Fungi do not produce their own food through photosynthesis like plants. They do, however, live inside or on their food. Their cell walls are made from a cellular material called chitin which is a fibrous substance, and is the same material that an insect’s exoskeleton is made from. However, fungi don’t reproduce like animals. They use spores which are similar to seeds, and could be dispersed across large areas.

What makes fungi really unique and separate from plants and animals can be found underground. Fungi are connected through a vast underground network of interconnected threads that form a mycelium. The largest known mycelial network covers approximately 9 square kilometres, making it the largest individual living organism on Earth.

At this stage, you are probably thinking, “Have I received a copy of National Geographic by mistake?”

No you haven’t, and let me explain. This story ties in perfectly to our electronic engineering world as these vast mycelial networks can be likened to another type of network that is manmade. The Internet of Things (IoT) is a worldwide network made up of nodes. These nodes, which range in size from large machines to IoT sensors as small as your fingernail, are interconnected wirelessly for control and data transmission.

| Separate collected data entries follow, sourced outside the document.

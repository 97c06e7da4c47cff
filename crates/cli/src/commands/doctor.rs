use eivs_adapters::default_adapter_set;
use eivs_core::config::{AppConfig, LoadOptions};
use eivs_db::connect_from_config;
use serde::Serialize;

#[derive(Clone, Copy, Debug, PartialEq, Eq, Serialize)]
#[serde(rename_all = "snake_case")]
enum CheckStatus {
    Pass,
    Fail,
    Skipped,
}

#[derive(Debug, Serialize)]
struct DoctorCheck {
    name: &'static str,
    status: CheckStatus,
    details: String,
}

#[derive(Debug, Serialize)]
struct DoctorReport {
    overall_status: CheckStatus,
    summary: String,
    checks: Vec<DoctorCheck>,
}

/// Returns the rendered report and whether every check passed.
pub fn run(options: LoadOptions, json_output: bool) -> (String, bool) {
    let report = build_report(options);
    let healthy = report.overall_status == CheckStatus::Pass;

    if json_output {
        let output = serde_json::to_string_pretty(&report).unwrap_or_else(|error| {
            format!(
                "{{\"overall_status\":\"fail\",\"summary\":\"doctor serialization failed\",\"error\":\"{}\"}}",
                escape_json(&error.to_string())
            )
        });
        return (output, healthy);
    }

    (render_human(&report), healthy)
}

fn build_report(options: LoadOptions) -> DoctorReport {
    let mut checks = Vec::new();

    match AppConfig::load(options) {
        Ok(config) => {
            checks.push(DoctorCheck {
                name: "config_validation",
                status: CheckStatus::Pass,
                details: "configuration loaded and validated".to_string(),
            });
            checks.push(check_adapters(&config));
            checks.extend(check_catalog(&config));
        }
        Err(error) => {
            checks.push(DoctorCheck {
                name: "config_validation",
                status: CheckStatus::Fail,
                details: error.to_string(),
            });
            for name in ["adapter_registry", "database_connectivity", "catalog_schema"] {
                checks.push(skipped(name));
            }
        }
    }

    let all_pass = checks.iter().all(|check| check.status == CheckStatus::Pass);
    let overall_status = if all_pass { CheckStatus::Pass } else { CheckStatus::Fail };
    let summary = if all_pass {
        "doctor: all readiness checks passed".to_string()
    } else {
        "doctor: one or more readiness checks failed".to_string()
    };

    DoctorReport { overall_status, summary, checks }
}

fn skipped(name: &'static str) -> DoctorCheck {
    DoctorCheck {
        name,
        status: CheckStatus::Skipped,
        details: "skipped because an earlier check failed".to_string(),
    }
}

fn check_adapters(config: &AppConfig) -> DoctorCheck {
    match default_adapter_set(&config.http) {
        Ok(adapters) => {
            let kinds = adapters
                .kinds()
                .iter()
                .map(|kind| kind.as_str())
                .collect::<Vec<_>>();
            DoctorCheck {
                name: "adapter_registry",
                status: CheckStatus::Pass,
                details: format!("adapters registered: {}", kinds.join(", ")),
            }
        }
        Err(error) => DoctorCheck {
            name: "adapter_registry",
            status: CheckStatus::Fail,
            details: error.to_string(),
        },
    }
}

fn check_catalog(config: &AppConfig) -> Vec<DoctorCheck> {
    let runtime = match tokio::runtime::Builder::new_current_thread().enable_all().build() {
        Ok(runtime) => runtime,
        Err(error) => {
            return vec![
                DoctorCheck {
                    name: "database_connectivity",
                    status: CheckStatus::Fail,
                    details: format!("failed to initialize async runtime: {error}"),
                },
                skipped("catalog_schema"),
            ];
        }
    };

    runtime.block_on(async {
        let pool = match connect_from_config(&config.database).await {
            Ok(pool) => pool,
            Err(error) => {
                return vec![
                    DoctorCheck {
                        name: "database_connectivity",
                        status: CheckStatus::Fail,
                        details: format!("failed to connect to database: {error}"),
                    },
                    skipped("catalog_schema"),
                ];
            }
        };

        let connectivity = DoctorCheck {
            name: "database_connectivity",
            status: CheckStatus::Pass,
            details: "catalog database reachable".to_string(),
        };

        let schema = sqlx::query_scalar::<_, i64>(
            "SELECT COUNT(*) FROM sqlite_master WHERE type = 'table' AND name = 'validation_rules'",
        )
        .fetch_one(&pool)
        .await;
        pool.close().await;

        let schema = match schema {
            Ok(1) => DoctorCheck {
                name: "catalog_schema",
                status: CheckStatus::Pass,
                details: "validation catalog tables present".to_string(),
            },
            Ok(_) => DoctorCheck {
                name: "catalog_schema",
                status: CheckStatus::Fail,
                details: "validation catalog missing; run `eivs migrate`".to_string(),
            },
            Err(error) => DoctorCheck {
                name: "catalog_schema",
                status: CheckStatus::Fail,
                details: format!("failed to inspect catalog schema: {error}"),
            },
        };

        vec![connectivity, schema]
    })
}

fn render_human(report: &DoctorReport) -> String {
    let mut lines = Vec::new();
    lines.push(report.summary.clone());

    for check in &report.checks {
        let marker = match check.status {
            CheckStatus::Pass => "ok",
            CheckStatus::Fail => "fail",
            CheckStatus::Skipped => "skip",
        };
        lines.push(format!("- [{marker}] {}: {}", check.name, check.details));
    }

    lines.join("\n")
}

fn escape_json(value: &str) -> String {
    value.replace('\\', "\\\\").replace('"', "\\\"")
}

The number of devices or nodes that exist on this IoT network is estimated to be around 17 billion currently, with about two billion nodes being added each year over the last three years. This figure is staggering and amounts to more than two nodes for every living person on Earth.

IoT nodes are typically made up of four components: sensors or actuators, connectivity, data processing, and user interface. And it is in the data processing that IoT has made an exciting turn. Traditionally, IoT nodes have communicated data to a server for powerful and intelligent processing, thereby providing the ‘fuel’ for artificial intelligence. This is now changing, with more power processing capabilities being included at the edge. Edge-AI enables data processing using artificial intelligence algorithms at the sensor. Communication of results, rather than data, is then performed once the processing is complete.

This allows results to be produced faster using less power overall – a win-win situation for all. Manufacturers are rushing to release new products for this market, and all the big names are included: Silicon Labs have their EFR32BG24 series, NXP have their i.MX 95 family, and Analog Devices have their MAX78002 MCUs, to name just a few. All these microcontrollers have AI/ML hardware acceleration to enable intelligent processing at the edge.

With all this technology, one would think that our lives would become simpler, less frantic. But it seems that most people have lost the idea of what it is to actually live – to slow down and take time to smell the roses.

Isn’t it amazing how everything humans design seems to already exist in some form in the animal, plant, or now fungal kingdom. I, for one, am looking forward to the day when I can sit back and relax while machines do the heavy lifting for me. Who knows what we may then discover when we take the time to open our minds to the endless possibilities surrounding us in nature.